In one example, he writes about “a delightful twist on the Pack Horse Library. Since 1990, teacher-turned-mobile-librarian Luis Soriano has brought books to thousands of children in rural Colombia, all from the back of a donkey. The biblioburro, as Soriano calls it, helps poor children have access to more books and thus a chance at a better education. ‘That’s how a community changes and the child becomes a good citizen and a useful person,’ Soriano told CNN. ‘Literature is how we connect them with the world.’ Soriano and his biblioburro are the subject of a children’s book by Monica Brown and John Parra, proceeds from the sale of which go to support Soriano’s work.”
“Derek Attig writes and teaches about book culture, technology, and history,” says BookRiot. “In addition to writing a book about bookmobiles in American life, he blogs at Bookmobility.org.”
Read the whole post at BookRiot, where you will find a Works Progress Administration bookmobile visiting Bayou De Large, Louisiana, pack horse librarians posing in Hindman, Kentucky, a booketeria in a Nashville supermarket, a vending machine library at a Bay Area school, a library at Amsterdam Schiphol Airport, and more.
Photo: Luis Soriano

What a lovely picture!
It reminds me of the camel library in Mongolia, https://suzannesmomsblog.com/2015/03/07/camel-library/
I remember hearing this story last year from Little Springtime–it’s lovely. (here’s my post about it)
Thanks for the link.
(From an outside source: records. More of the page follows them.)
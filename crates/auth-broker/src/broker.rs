//! The authentication broker engine.
//!
//! The broker sequences four owned components (provider registry, access
//! allowance store, session request ledger, account usage ledger) and two
//! external collaborators (the providers themselves and the prompt
//! gateway).
//!
//! # Write Path (strict order)
//!
//! 1. Validate inputs (before any ledger mutation or provider call)
//! 2. Await the provider / prompt gateway
//! 3. Mutate ledgers
//! 4. Emit the update notification
//!
//! Mid-sequence collaborator failures leave ledgers untouched: the caller
//! sees the rejection and may retry, which re-prompts.
//!
//! # Locking
//!
//! All mutable state sits behind std mutexes that are never held across an
//! await. The session-request check-and-insert is a single synchronous
//! ledger call, so concurrent misses for the same (provider, extension,
//! scope-set) cannot enqueue duplicates.

use std::collections::{HashMap, HashSet};
use std::sync::{Arc, Mutex, Weak};

use auth_protocol_types::{
    AccountsMenuEntry, ProviderAccount, ProviderInfo, ProviderUpdate, SessionRequestInfo,
};
use tokio::task::JoinHandle;

use crate::allowance::{AllowanceStore, AllowedExtension};
use crate::error::{BrokerError, BrokerResult};
use crate::events::{
    ProviderDescriptor, SessionsChangedEvent, SessionsChangedHub, SessionsChangedSubscription,
};
use crate::prompt::{MessageBoxKind, MessageBoxRequest, PromptGateway};
use crate::provider::{AuthenticationProvider, SessionChangeListener};
use crate::requests::SessionRequestLedger;
use crate::types::{
    normalize_scopes, AccountId, AuthSession, ExtensionDescriptor, ExtensionId, GetSessionOptions,
    ProviderId, ProviderOptions, SessionId,
};
use crate::update_sink::ProviderUpdateSink;
use crate::usage::AccountUsageLedger;

/// One registered provider and its live plumbing.
struct ProviderRegistration {
    label: String,
    options: ProviderOptions,
    provider: Arc<dyn AuthenticationProvider>,
    /// Task forwarding the provider's change stream into the broker.
    forwarder: JoinHandle<()>,
}
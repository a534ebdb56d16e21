//! The authentication provider seam.
//!
//! A provider is an external plugin representing one identity source. The
//! broker never authenticates against anything itself; it reads, creates,
//! and removes sessions through this trait and reacts to the provider's
//! change stream. Provider failures propagate unchanged to the broker's
//! caller — retries, if any, are the provider's responsibility.

use async_trait::async_trait;
use tokio::sync::mpsc;

use crate::types::{AuthSession, SessionId};

/// Receives one `()` per session-change event from a provider.
///
/// Providers mint a fresh listener per [`AuthenticationProvider::subscribe_changes`]
/// call; dropping the listener ends the subscription.
pub type SessionChangeListener = mpsc::UnboundedReceiver<()>;

/// An external identity source capable of listing, creating, and removing
/// sessions.
#[async_trait]
pub trait AuthenticationProvider: Send + Sync {
    /// Returns the sessions matching the given scope filter, or all
    /// sessions when no filter is given. Order matters: the broker treats
    /// the first returned session as canonical.
    async fn get_sessions(&self, scopes: Option<&[String]>) -> anyhow::Result<Vec<AuthSession>>;

    /// Interactively creates a session carrying the given scopes.
    async fn create_session(&self, scopes: &[String]) -> anyhow::Result<AuthSession>;

    /// Removes the session with the given id.
    async fn remove_session(&self, session_id: &SessionId) -> anyhow::Result<()>;

    /// Subscribes to the provider's session-change stream.
    fn subscribe_changes(&self) -> SessionChangeListener;
}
I don’t remember that one, but I probably did see it. I try not to miss any of your posts.
Please don’t feel obligated to try! I confess to catching most, but not all, of yours… it’s the way things go.
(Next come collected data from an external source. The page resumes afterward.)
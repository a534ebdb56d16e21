//! The session request ledger.
//!
//! Tracks "an extension asked for a session non-interactively and none
//! existed yet". Requests are deduplicated per (provider, extension,
//! scope-set) and surfaced to an operator-facing menu that can trigger
//! interactive sign-in later.
//!
//! The check-and-insert in [`SessionRequestLedger::queue`] is synchronous:
//! both the duplicate lookup and the insert happen under one lock, so two
//! calls racing through the no-session path cannot enqueue duplicates.

use auth_protocol_types::SessionRequestInfo;
use std::collections::HashMap;
use std::sync::Mutex;

use crate::types::{scope_key, ExtensionDescriptor, ExtensionId, ProviderId};

/// A queued sign-in request.
#[derive(Debug, Clone, PartialEq, Eq)]
pub struct SessionRequest {
    pub request_id: String,
    pub provider_id: ProviderId,
    pub extension_id: ExtensionId,
    pub extension_label: String,
    /// Scopes the extension asked for, sorted lexicographically.
    pub scopes: Vec<String>,
}

impl From<SessionRequest> for SessionRequestInfo {
    fn from(request: SessionRequest) -> Self {
        Self {
            request_id: request.request_id,
            provider_id: request.provider_id.0,
            extension_id: request.extension_id.0,
            extension_label: request.extension_label,
            scopes: request.scopes,
        }
    }
}

#[derive(Debug, Default)]
struct LedgerState {
    by_id: HashMap<String, SessionRequest>,
    /// provider → scope key → extension ids with a live request.
    scope_index: HashMap<ProviderId, HashMap<String, Vec<ExtensionId>>>,
}

/// Ledger of pending sign-in requests.
#[derive(Debug, Default)]
pub struct SessionRequestLedger {
    state: Mutex<LedgerState>,
}

impl SessionRequestLedger {
    /// Creates an empty ledger.
    pub fn new() -> Self {
        Self::default()
    }

    /// Queues a request unless one is already live for the same
    /// (provider, extension, scope-set).
    ///
    /// Returns the new request id, or None on a duplicate. `sorted_scopes`
    /// must already be normalized.
    pub fn queue(
        &self,
        provider_id: &ProviderId,
        extension: &ExtensionDescriptor,
        sorted_scopes: &[String],
    ) -> Option<String> {
        let key = scope_key(sorted_scopes);
        let mut state = self.state.lock().expect("lock poisoned");

        if let Some(extensions) = state
            .scope_index
            .get(provider_id)
            .and_then(|scopes| scopes.get(&key))
        {
            if extensions.contains(&extension.id) {
                return None;
            }
        }

        let ordinal = state
            .by_id
            .values()
            .filter(|r| &r.provider_id == provider_id)
            .count();
        let request_id = format!("{provider_id}-{}-{ordinal}", extension.id);

        state.by_id.insert(
            request_id.clone(),
            SessionRequest {
                request_id: request_id.clone(),
                provider_id: provider_id.clone(),
                extension_id: extension.id.clone(),
                extension_label: extension.label.clone(),
                scopes: sorted_scopes.to_vec(),
            },
        );
        state
            .scope_index
            .entry(provider_id.clone())
            .or_default()
            .entry(key)
            .or_default()
            .push(extension.id.clone());

        Some(request_id)
    }

    /// Looks up a request by id.
    pub fn get(&self, request_id: &str) -> Option<SessionRequest> {
        let state = self.state.lock().expect("lock poisoned");
        state.by_id.get(request_id).cloned()
    }

    /// Removes one request by id, dropping its scope-index entry too.
    ///
    /// Returns the removed request, or None if the id is unknown.
    pub fn remove(&self, request_id: &str) -> Option<SessionRequest> {
        let mut state = self.state.lock().expect("lock poisoned");
        let request = state.by_id.remove(request_id)?;

        let key = scope_key(&request.scopes);
        if let Some(scopes) = state.scope_index.get_mut(&request.provider_id) {
            if let Some(extensions) = scopes.get_mut(&key) {
                extensions.retain(|id| id != &request.extension_id);
                if extensions.is_empty() {
                    scopes.remove(&key);
                }
            }
            if scopes.is_empty() {
                state.scope_index.remove(&request.provider_id);
            }
        }
        Some(request)
    }

    /// Removes every request the given extension has queued under the
    /// given provider (any scope-set).
    ///
    /// Called when the extension obtains a session through any path.
    pub fn remove_for_extension(&self, provider_id: &ProviderId, extension_id: &ExtensionId) {
        let ids: Vec<String> = {
            let state = self.state.lock().expect("lock poisoned");
            state
                .by_id
                .values()
                .filter(|r| &r.provider_id == provider_id && &r.extension_id == extension_id)
                .map(|r| r.request_id.clone())
                .collect()
        };
        for id in ids {
            self.remove(&id);
        }
    }

    /// Drops every request and the whole scope-key index for a provider.
    ///
    /// Called after an operator-triggered sign-in succeeds: the provider
    /// can now supply a session to satisfy every pending ask.
    pub fn clear_provider(&self, provider_id: &ProviderId) {
        let mut state = self.state.lock().expect("lock poisoned");
        state.by_id.retain(|_, r| &r.provider_id != provider_id);
        state.scope_index.remove(provider_id);
    }

    /// Returns the live requests for one provider.
    pub fn for_provider(&self, provider_id: &ProviderId) -> Vec<SessionRequest> {
        let state = self.state.lock().expect("lock poisoned");
        let mut requests: Vec<SessionRequest> = state
            .by_id
            .values()
            .filter(|r| &r.provider_id == provider_id)
            .cloned()
            .collect();
        requests.sort_by(|a, b| a.request_id.cmp(&b.request_id));
        requests
    }

    /// Returns every live request.
    pub fn all(&self) -> Vec<SessionRequest> {
        let state = self.state.lock().expect("lock poisoned");
        let mut requests: Vec<SessionRequest> = state.by_id.values().cloned().collect();
        requests.sort_by(|a, b| a.request_id.cmp(&b.request_id));
        requests
    }

    /// Returns the number of live requests.
    pub fn len(&self) -> usize {
        self.state.lock().expect("lock poisoned").by_id.len()
    }

    /// Returns true if no requests are live.
    pub fn is_empty(&self) -> bool {
        self.len() == 0
    }
}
I’ll check out the Book Riot post, though, for those other traveling libraries!
It’s interesting that some traveling libraries have been started by teachers who decided that getting books in the hands of children was probably the most important thing they could do.
I agree!
Wow, another of the ones in the Book Riot post was also one posted about, but on Tumblr (the one in Louisiana).
The Internet sure promotes borrowing (cannibalizing?). I like to give the chain of credits … if I know it.
You do an excellent job. It’s hard to find out where something was first, and some things get talked about simultaneously–a zeitgeist thing.
This fills me with hope. It is so hard to get my kids ( I teach middle school in central ma) to read a book that looks tattered and worn. While technology has opened many doors to reading, I think that many kds still don’t understand the global problems surrounding literacy. I am absolutlry going to share this with them!
I don’t think this would work in middle school, but I could see burying the most tattered books for younger kids and digging them up like treasure and looking for “clues” about something.